I’m going to be very, very quiet and leave the room now.
John Howard’s Out to Sea is about… I think it’s about this guy become a rower in a new island only to end up rolling around in the water
Suddenly he began to row faster, and the boat started to pitch and roll, as the swell also increased. Spray started to fly into my face. For the first time I heard waves lapping against the side of the boat. My rower grunted with exertion and sweat dripped off his forehead. I found a handkerchief and wiped the salt water off my face.
“Don’t do that,” he shouted. “You may swallow the sea but not wipe it away!”
I’m not sure what is happening. I’m reading a story written in English, but I have no idea what it is trying to say. Has this anthology driven me insane? Am I an unwitting protagonist in a real life cosmic horror tale? Is The Touch of the Sea some kind of Necronomicon?
Finally, Chaz Brenchley closes the sea circus with Keep the Aspidochelone Floating. What? Is that even English? Let me see what Dr Wikipedia has to say.

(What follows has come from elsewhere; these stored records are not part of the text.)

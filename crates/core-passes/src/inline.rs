//! Method inlining for trivial accessors.
//!
//! `obj.getter()` becomes `obj.field` and `obj.setter(v)` becomes
//! `obj.field := v` when the analyzer marked the method trivial. Dispatch
//! cost for one-field accessors dwarfs the access itself, and the rewritten
//! member access then participates in later folding.

use core_analysis::{AnalysisInfo, TrivialAccessor};
use core_ast::rewrite::{Rewrite, rewrite_expr_children, rewrite_stmt_children};
use core_ast::{Declaration, Expression, Program, Statement};
use core_symbols::SymbolTable;
use tracing::debug;

pub struct MethodInlining<'a> {
    analysis: &'a AnalysisInfo,
    symbols: &'a SymbolTable,
    current_function: String,
    pub inlined: u64,
}

impl<'a> MethodInlining<'a> {
    pub fn new(analysis: &'a AnalysisInfo, symbols: &'a SymbolTable) -> Self {
        MethodInlining {
            analysis,
            symbols,
            current_function: String::new(),
            inlined: 0,
        }
    }

    pub fn apply(mut self, program: Program) -> Program {
        let out = self.rewrite_program(program);
        if self.inlined > 0 {
            debug!(target: "passes.inline", count = self.inlined, "trivial_accessors_inlined");
        }
        out
    }

    fn class_of(&self, object: &Expression) -> Option<String> {
        match object {
            Expression::New { class_name, .. } => Some(class_name.clone()),
            Expression::Variable(v) => self
                .symbols
                .lookup_in_function(&v.name, &self.current_function)
                .and_then(|s| s.class_name.clone()),
            _ => None,
        }
    }

    fn trivial_method(&self, object: &Expression, method: &str) -> Option<&TrivialAccessor> {
        let class = self.class_of(object)?;
        // The accessor may be defined anywhere up the parent chain.
        let mut cursor = self.analysis.classes.get(&class);
        while let Some(info) = cursor {
            let qualified = info
                .method(method)
                .map(|m| m.qualified_name.clone())
                .unwrap_or_else(|| format!("{}::{}", info.name, method));
            if let Some(metrics) = self.analysis.metrics_for(&qualified)
                && let Some(trivial) = &metrics.trivial
            {
                return Some(trivial);
            }
            cursor = self.analysis.classes.parent_of(&info.name);
        }
        None
    }
}

impl<'a> Rewrite for MethodInlining<'a> {
    fn rewrite_decl(&mut self, d: Declaration) -> Option<Declaration> {
        match d {
            Declaration::Function { ref name, .. } | Declaration::Routine { ref name, .. } => {
                let saved = std::mem::replace(&mut self.current_function, name.clone());
                let out = core_ast::rewrite::rewrite_decl_children(self, d);
                self.current_function = saved;
                Some(out)
            }
            other => Some(core_ast::rewrite::rewrite_decl_children(self, other)),
        }
    }

    fn rewrite_stmt(&mut self, s: Statement) -> Statement {
        let s = rewrite_stmt_children(self, s);
        // obj.setter(v)  ->  obj.field := v
        if let Statement::RoutineCall(Expression::Call { callee, args }) = &s
            && let Expression::MemberAccess { object, member } = callee.as_ref()
            && args.len() == 1
            && let Some(TrivialAccessor::Setter { member: field, .. }) =
                self.trivial_method(object, member)
        {
            let field = field.clone();
            self.inlined += 1;
            let Statement::RoutineCall(Expression::Call { callee, mut args }) = s else {
                unreachable!()
            };
            let Expression::MemberAccess { object, .. } = *callee else {
                unreachable!()
            };
            return Statement::Assignment {
                lhs: vec![Expression::MemberAccess {
                    object,
                    member: field,
                }],
                rhs: vec![args.remove(0)],
            };
        }
        s
    }

    fn rewrite_expr(&mut self, e: Expression) -> Expression {
        let e = rewrite_expr_children(self, e);
        // obj.getter()  ->  obj.field
        if let Expression::Call { callee, args } = &e
            && args.is_empty()
            && let Expression::MemberAccess { object, member } = callee.as_ref()
            && let Some(TrivialAccessor::Getter { member: field }) =
                self.trivial_method(object, member)
        {
            let field = field.clone();
            self.inlined += 1;
            let Expression::Call { callee, .. } = e else {
                unreachable!()
            };
            let Expression::MemberAccess { object, .. } = *callee else {
                unreachable!()
            };
            return Expression::MemberAccess {
                object,
                member: field,
            };
        }
        e
    }
}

According to the tradition of the Physiologus and medieval bestiaries, the aspidochelone is a fabled sea creature, variously described as a large whale or vast sea turtle, and a giant sea monster with huge spines on the ridge of its back. No matter what form it is, it is always described as being huge where it is often mistaken for an island and appears to be rocky with crevices and valleys with trees and greenery and having sand dunes all over it.

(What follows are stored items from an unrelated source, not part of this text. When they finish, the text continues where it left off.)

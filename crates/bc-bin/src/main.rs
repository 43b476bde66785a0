//! bcpl64 entrypoint.

mod demo;
mod driver;

use anyhow::{Result, bail};
use clap::Parser;
use core_runtime::RuntimeManager;
use std::path::PathBuf;
use std::sync::Once;
use tracing::info;
use tracing_appender::non_blocking::WorkerGuard;

/// CLI arguments.
#[derive(Parser, Debug)]
#[command(name = "bcpl64", version, about = "BCPL compiler for ARM64")]
struct Args {
    /// Built-in demonstration program to compile and run.
    #[arg(long = "demo", default_value = "factorial")]
    pub demo: String,
    /// Optional configuration file path (overrides discovery of `bcpl64.toml`).
    #[arg(long = "config")]
    pub config: Option<PathBuf>,
    /// Peephole optimization passes (overrides the config file).
    #[arg(long = "peephole-passes")]
    pub peephole_passes: Option<u32>,
    /// Emit an assembly listing after linking.
    #[arg(long = "listing")]
    pub listing: bool,
    /// Dump the tree after each AST pass at trace level.
    #[arg(long = "trace-passes")]
    pub trace_passes: bool,
    /// Print the runtime registry and exit.
    #[arg(long = "list-runtime")]
    pub list_runtime: bool,
}

fn configure_logging() -> Option<WorkerGuard> {
    let file_appender = tracing_appender::rolling::never(".", "bcpl64.log");
    let (nb_writer, guard) = tracing_appender::non_blocking(file_appender);
    match tracing_subscriber::fmt()
        .with_env_filter(tracing_subscriber::EnvFilter::from_default_env())
        .with_writer(nb_writer)
        .try_init()
    {
        Ok(()) => Some(guard),
        Err(_) => None, // a global subscriber is already installed
    }
}

fn install_panic_hook() {
    static HOOK: Once = Once::new();
    HOOK.call_once(|| {
        let default_panic = std::panic::take_hook();
        std::panic::set_hook(Box::new(move |info| {
            tracing::error!(target: "driver.panic", ?info, "panic");
            default_panic(info);
        }));
    });
}

fn list_runtime() {
    let runtime = RuntimeManager::new();
    let mut entries: Vec<_> = runtime.iter().collect();
    entries.sort_by_key(|e| e.name);
    println!("{} runtime symbols:", entries.len());
    for e in entries {
        println!(
            "  {:<18} {:<20} arity {}  {}",
            e.name, e.external_label, e.arity, e.description
        );
    }
}

fn main() -> Result<()> {
    let _log_guard = configure_logging();
    install_panic_hook();
    let args = Args::parse();

    if args.list_runtime {
        list_runtime();
        return Ok(());
    }

    let config = core_config::load_from(args.config.clone())?;
    let options = driver::CompileOptions {
        peephole_passes: args
            .peephole_passes
            .unwrap_or(config.file.optimizer.peephole_passes),
        trace_passes: args.trace_passes || config.file.trace.passes,
        listing: args.listing || config.file.trace.listing,
    };

    let Some(program) = demo::demo_program(&args.demo) else {
        bail!(
            "unknown demo '{}'; available: {}",
            args.demo,
            demo::demo_names().join(", ")
        );
    };

    info!(target: "driver", demo = %args.demo, "compiling");
    let compiled = driver::compile(program, &options)?;
    eprintln!(
        "compiled '{}': {} bytes of code at {:#x}, {} peephole rewrites",
        args.demo,
        compiled.code_size,
        compiled.entry_address(),
        compiled.peephole_applied,
    );
    if let Some(listing) = &compiled.listing {
        println!("{listing}");
    }

    #[cfg(target_arch = "aarch64")]
    {
        let result = unsafe { compiled.run() };
        eprintln!("START returned {result}");
    }
    #[cfg(not(target_arch = "aarch64"))]
    {
        eprintln!("host is not AArch64; compiled module not executed");
    }
    Ok(())
}
//! Window-based peephole optimizer over the instruction stream.
//!
//! A pattern is a `(window_size, matcher, transformer, description)` tuple.
//! Patterns register once at construction and are tried largest-window
//! first. Each optimization pass scans the stream left to right; on a match
//! the replacement is spliced in unless it would delete an instruction that
//! carries a symbol reference (`target_label`), which the linker still needs
//! to patch. Labels, data words, directives, and `nopeep`-marked records are
//! never touched. Passes repeat until the stream is stable or the
//! configured maximum is reached.

pub mod patterns;

use core_encoder::instruction::{Instruction, Segment};
use core_encoder::stream::InstructionStream;
use std::collections::HashMap;
use tracing::{debug, trace};

pub struct MatchResult {
    pub matched: bool,
    pub length: usize,
}

impl MatchResult {
    pub const NO: MatchResult = MatchResult {
        matched: false,
        length: 0,
    };

    pub fn hit(length: usize) -> MatchResult {
        MatchResult {
            matched: true,
            length,
        }
    }
}

pub type Matcher = Box<dyn Fn(&[Instruction], usize) -> MatchResult>;
pub type Transformer = Box<dyn Fn(&[Instruction], usize) -> Vec<Instruction>>;

pub struct Pattern {
    window_size: usize,
    matcher: Matcher,
    transformer: Transformer,
    description: &'static str,
}

impl Pattern {
    pub fn new(
        window_size: usize,
        matcher: Matcher,
        transformer: Transformer,
        description: &'static str,
    ) -> Pattern {
        Pattern {
            window_size,
            matcher,
            transformer,
            description,
        }
    }

    pub fn window_size(&self) -> usize {
        self.window_size
    }

    pub fn description(&self) -> &'static str {
        self.description
    }

    pub fn matches(&self, instructions: &[Instruction], pos: usize) -> MatchResult {
        (self.matcher)(instructions, pos)
    }

    pub fn transform(&self, instructions: &[Instruction], pos: usize) -> Vec<Instruction> {
        (self.transformer)(instructions, pos)
    }
}

#[derive(Debug, Default, Clone)]
pub struct OptimizerStats {
    pub instructions_before: usize,
    pub instructions_after: usize,
    pub optimizations_applied: u64,
    pub passes_run: u32,
    pub pattern_matches: HashMap<&'static str, u64>,
}

pub struct PeepholeOptimizer {
    patterns: Vec<Pattern>,
    stats: OptimizerStats,
}

impl Default for PeepholeOptimizer {
    fn default() -> Self {
        Self::new()
    }
}

impl PeepholeOptimizer {
    pub fn new() -> PeepholeOptimizer {
        let mut patterns = Vec::new();

        // 1. Simplification and constant folding
        patterns.push(patterns::simplify::constant_folding());
        patterns.push(patterns::simplify::identity_elimination());
        patterns.push(patterns::simplify::redundant_move());
        patterns.push(patterns::simplify::self_move_elimination());
        patterns.push(patterns::simplify::identical_move_elimination());
        patterns.push(patterns::simplify::adr_fusion());
        patterns.push(patterns::simplify::adrp_add_add_fusion());

        // 2. Strength reduction on immediates
        patterns.push(patterns::strength::multiply_by_power_of_two());
        patterns.push(patterns::strength::divide_by_power_of_two());

        // 3. Memory
        patterns.push(patterns::memory::load_after_store());
        patterns.push(patterns::memory::redundant_load_elimination());
        patterns.push(patterns::memory::dead_store_elimination());
        patterns.push(patterns::memory::load_through_scratch());
        patterns.push(patterns::memory::movz_scratch_fusion());
        patterns.push(patterns::memory::str_pair_fusion());
        patterns.push(patterns::memory::ldr_pair_fusion());

        // 4. Control flow
        patterns.push(patterns::control::compare_zero_branch());
        patterns.push(patterns::control::branch_chaining());

        // Largest windows first so bigger rewrites win over their prefixes.
        patterns.sort_by(|a, b| b.window_size.cmp(&a.window_size));

        PeepholeOptimizer {
            patterns,
            stats: OptimizerStats::default(),
        }
    }

    pub fn stats(&self) -> &OptimizerStats {
        &self.stats
    }

    pub fn optimize(&mut self, stream: &mut InstructionStream, max_passes: u32) {
        self.stats = OptimizerStats::default();
        let mut instructions = std::mem::take(stream.instructions_mut());
        self.stats.instructions_before = instructions.len();

        while self.stats.passes_run < max_passes {
            let changed = self.apply_pass(&mut instructions);
            self.stats.passes_run += 1;
            if !changed {
                break;
            }
        }

        self.stats.instructions_after = instructions.len();
        debug!(
            target: "peephole",
            before = self.stats.instructions_before,
            after = self.stats.instructions_after,
            passes = self.stats.passes_run,
            applied = self.stats.optimizations_applied,
            "peephole_done"
        );
        for (pattern, count) in &self.stats.pattern_matches {
            trace!(target: "peephole", pattern, count, "pattern_matches");
        }
        stream.replace_instructions(instructions);
    }

    fn apply_pass(&mut self, instructions: &mut Vec<Instruction>) -> bool {
        let mut any_changes = false;
        let mut pos = 0usize;

        while pos < instructions.len() {
            if instructions[pos].segment != Segment::Code
                || instructions[pos].is_special()
            {
                pos += 1;
                continue;
            }

            let mut applied = false;
            for pattern in &self.patterns {
                let result = pattern.matches(instructions, pos);
                if !result.matched {
                    continue;
                }
                let replacement = pattern.transform(instructions, pos);
                if would_break_label_references(
                    &instructions[pos..pos + result.length],
                    &replacement,
                ) {
                    continue;
                }
                trace!(
                    target: "peephole",
                    pattern = pattern.description,
                    pos,
                    removed = result.length,
                    inserted = replacement.len(),
                    "pattern_applied"
                );
                instructions.splice(pos..pos + result.length, replacement);
                *self
                    .stats
                    .pattern_matches
                    .entry(pattern.description)
                    .or_default() += 1;
                self.stats.optimizations_applied += 1;
                applied = true;
                any_changes = true;
                break;
            }
            if !applied {
                pos += 1;
            }
        }
        any_changes
    }
}

/// A matched instruction that carries a symbol reference may not disappear:
/// the linker patches it in place. The replacement must retain an
/// instruction referencing the same symbol.
fn would_break_label_references(window: &[Instruction], replacement: &[Instruction]) -> bool {
    window.iter().any(|i| {
        !i.target_label.is_empty()
            && !replacement
                .iter()
                .any(|r| r.target_label == i.target_label)
    })
}

#[cfg(test)]
mod tests {
    use super::*;
    use core_encoder::encode;

    fn optimize(instructions: Vec<Instruction>, passes: u32) -> Vec<Instruction> {
        let mut stream = InstructionStream::new();
        stream.extend(instructions);
        let mut opt = PeepholeOptimizer::new();
        opt.optimize(&mut stream, passes);
        stream.into_instructions()
    }

    #[test]
    fn self_move_is_deleted() {
        let out = optimize(vec![encode::mov_reg(3, 3), encode::ret()], 5);
        assert_eq!(out.len(), 1);
        assert_eq!(out[0].opcode, core_encoder::Opcode::Ret);
    }

    #[test]
    fn optimizer_is_stable_at_fixpoint() {
        let program = vec![
            encode::movz(0, 1, 0),
            encode::add_reg(0, 0, 1),
            encode::ret(),
        ];
        let once = optimize(program.clone(), 1);
        let many = optimize(program, 10);
        assert_eq!(once, many);
    }

    #[test]
    fn address_load_sequences_survive() {
        // An ADRP+ADD pair fuses to ADR, which must keep the symbol alive.
        let out = optimize(
            vec![
                encode::adrp(0, "str_0"),
                encode::add_lo12(0, 0, "str_0"),
                encode::ret(),
            ],
            5,
        );
        assert_eq!(out.len(), 2);
        assert_eq!(out[0].opcode, core_encoder::Opcode::Adr);
        assert_eq!(out[0].target_label, "str_0");
    }
}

Oh! I saw that once in a Sinbad movie. And hey, we have pirates! Yay, pirates.
Martin manages to avoid being killed by pirates only by telling the lady pirate leader that he can cook and, thus, he can cook for her crew. He soon has his share of seafaring adventures, which includes steering the waters of the turbulent grotto of the galley boy Sebastian. This one is alright, and I’m always in the mood for a seafaring fantastical tale. However, its considerable length is still tad too short for the story to develop in a more organic, natural pace. Things feel somewhat rushed towards the end of the story, and I finish this one thinking that it could have been a more memorable read had it been a little longer.

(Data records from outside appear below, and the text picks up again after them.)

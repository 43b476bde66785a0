//! Basic-block graph over a function body.
//!
//! Blocks borrow their statements from the AST; the graph lives only as long
//! as the enclosing analysis pass. Ids are stable strings (`fn_entry`,
//! `if_then_3`, `while_head_5`) so trace output and tests can name blocks.
//!
//! The builder splits at structured control flow only. `GOTO` targets are
//! not wired as edges; a conservative fallthrough edge keeps liveness sound
//! for the label-free programs the lowering passes produce.

use core_ast::{RepeatMode, Statement};

#[derive(Debug)]
pub struct BasicBlock<'a> {
    pub id: String,
    pub statements: Vec<&'a Statement>,
    pub successors: Vec<String>,
}

#[derive(Debug)]
pub struct Cfg<'a> {
    pub function: String,
    pub blocks: Vec<BasicBlock<'a>>,
}

impl<'a> Cfg<'a> {
    pub fn build(function: &str, body: &'a Statement) -> Cfg<'a> {
        let mut b = Builder {
            blocks: Vec::new(),
            current: usize::MAX,
            next_id: 0,
        };
        let entry = b.new_block(format!("{function}_entry"));
        b.current = entry;
        let _trailing = b.lower(body);
        Cfg {
            function: function.to_string(),
            blocks: b.blocks,
        }
    }

    pub fn block(&self, id: &str) -> Option<&BasicBlock<'a>> {
        self.blocks.iter().find(|b| b.id == id)
    }
}

struct Builder<'a> {
    blocks: Vec<BasicBlock<'a>>,
    current: usize,
    next_id: u32,
}

impl<'a> Builder<'a> {
    fn new_block(&mut self, id: String) -> usize {
        self.blocks.push(BasicBlock {
            id,
            statements: Vec::new(),
            successors: Vec::new(),
        });
        self.blocks.len() - 1
    }

    fn fresh(&mut self, kind: &str) -> usize {
        let n = self.next_id;
        self.next_id += 1;
        self.new_block(format!("{kind}_{n}"))
    }

    fn link(&mut self, from: usize, to: usize) {
        let id = self.blocks[to].id.clone();
        if !self.blocks[from].successors.contains(&id) {
            self.blocks[from].successors.push(id);
        }
    }

    fn push_stmt(&mut self, s: &'a Statement) {
        let cur = self.current;
        self.blocks[cur].statements.push(s);
    }

    /// Lower one statement into the graph; returns the index of the block
    /// control falls through to afterwards.
    fn lower(&mut self, s: &'a Statement) -> usize {
        match s {
            Statement::Compound(stmts) => {
                for st in stmts {
                    let next = self.lower(st);
                    self.current = next;
                }
                self.current
            }
            Statement::Block { statements, .. } => {
                for st in statements {
                    let next = self.lower(st);
                    self.current = next;
                }
                self.current
            }
            Statement::If { then_branch, .. } | Statement::Unless { then_branch, .. } => {
                self.push_stmt(s);
                let head = self.current;
                let then_b = self.fresh("if_then");
                let join = self.fresh("if_join");
                self.link(head, then_b);
                self.link(head, join);
                self.current = then_b;
                let then_end = self.lower(then_branch);
                self.link(then_end, join);
                join
            }
            Statement::Test {
                then_branch,
                else_branch,
                ..
            } => {
                self.push_stmt(s);
                let head = self.current;
                let then_b = self.fresh("test_then");
                let else_b = self.fresh("test_else");
                let join = self.fresh("test_join");
                self.link(head, then_b);
                self.link(head, else_b);
                self.current = then_b;
                let then_end = self.lower(then_branch);
                self.link(then_end, join);
                self.current = else_b;
                let else_end = self.lower(else_branch);
                self.link(else_end, join);
                join
            }
            Statement::While { body, .. } | Statement::Until { body, .. } => {
                let pred = self.current;
                let head = self.fresh("loop_head");
                let body_b = self.fresh("loop_body");
                let exit = self.fresh("loop_exit");
                self.link(pred, head);
                self.current = head;
                self.push_stmt(s);
                self.link(head, body_b);
                self.link(head, exit);
                self.current = body_b;
                let body_end = self.lower(body);
                self.link(body_end, head);
                exit
            }
            Statement::Repeat { body, mode } => {
                let pred = self.current;
                let body_b = self.fresh("repeat_body");
                let exit = self.fresh("repeat_exit");
                self.link(pred, body_b);
                self.current = body_b;
                self.push_stmt(s);
                let body_end = self.lower(body);
                self.link(body_end, body_b);
                match mode {
                    RepeatMode::Forever => {}
                    RepeatMode::While(_) | RepeatMode::Until(_) => {
                        self.link(body_end, exit);
                    }
                }
                exit
            }
            Statement::For { body, .. } | Statement::ForEach { body, .. } => {
                let pred = self.current;
                let head = self.fresh("for_head");
                let body_b = self.fresh("for_body");
                let exit = self.fresh("for_exit");
                self.link(pred, head);
                self.current = head;
                self.push_stmt(s);
                self.link(head, body_b);
                self.link(head, exit);
                self.current = body_b;
                let body_end = self.lower(body);
                self.link(body_end, head);
                exit
            }
            Statement::Switchon { body, .. } => {
                self.push_stmt(s);
                let head = self.current;
                let body_b = self.fresh("switch_body");
                let exit = self.fresh("switch_exit");
                self.link(head, body_b);
                self.link(head, exit);
                self.current = body_b;
                let end = self.lower(body);
                self.link(end, exit);
                exit
            }
            Statement::Case { body, .. } | Statement::Default { body } => {
                self.push_stmt(s);
                let head = self.current;
                let arm = self.fresh("case_arm");
                self.link(head, arm);
                self.current = arm;
                let end = self.lower(body);
                let next = self.fresh("case_next");
                self.link(end, next);
                self.link(head, next);
                next
            }
            Statement::Defer(inner) => {
                // The deferred action runs on scope exit; for liveness it is
                // enough to see its uses in the current block.
                self.push_stmt(inner);
                self.current
            }
            Statement::Return
            | Statement::Resultis { .. }
            | Statement::Finish { .. }
            | Statement::Goto(_) => {
                self.push_stmt(s);
                // No fallthrough edge; trailing statements start fresh.
                self.fresh("unreachable")
            }
            _ => {
                self.push_stmt(s);
                self.current
            }
        }
    }
}

#[cfg(test)]
mod tests {
    use super::*;
    use core_ast::Expression;

    #[test]
    fn test_statement_creates_diamond() {
        let body = Statement::Compound(vec![Statement::Test {
            condition: Expression::variable("c"),
            then_branch: Box::new(Statement::RoutineCall(Expression::call("F", vec![]))),
            else_branch: Box::new(Statement::RoutineCall(Expression::call("G", vec![]))),
        }]);
        let cfg = Cfg::build("fn", &body);
        let entry = cfg.block("fn_entry").unwrap();
        assert_eq!(entry.successors.len(), 2);
        assert!(entry.successors.iter().any(|s| s.starts_with("test_then")));
        assert!(entry.successors.iter().any(|s| s.starts_with("test_else")));
    }

    #[test]
    fn while_loop_has_back_edge() {
        let body = Statement::While {
            condition: Expression::variable("c"),
            body: Box::new(Statement::RoutineCall(Expression::call("F", vec![]))),
        };
        let cfg = Cfg::build("fn", &body);
        let head_id = cfg
            .blocks
            .iter()
            .find(|b| b.id.starts_with("loop_head"))
            .unwrap()
            .id
            .clone();
        let body_block = cfg
            .blocks
            .iter()
            .find(|b| b.id.starts_with("loop_body"))
            .unwrap();
        assert!(body_block.successors.contains(&head_id));
    }
}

So, there we have it. The Touch of the Sea is an anthology featuring gay men with the sea, or the woo-woo stuff that live under the waves, featuring heavily in each story. All in all, it’s not bad, with the stronger stories really leaving a searing impact of my senses and almost making up for the weaker ones. It’s still a mixed bag, but I’d say it belongs rightfully at home in four-oogie territory.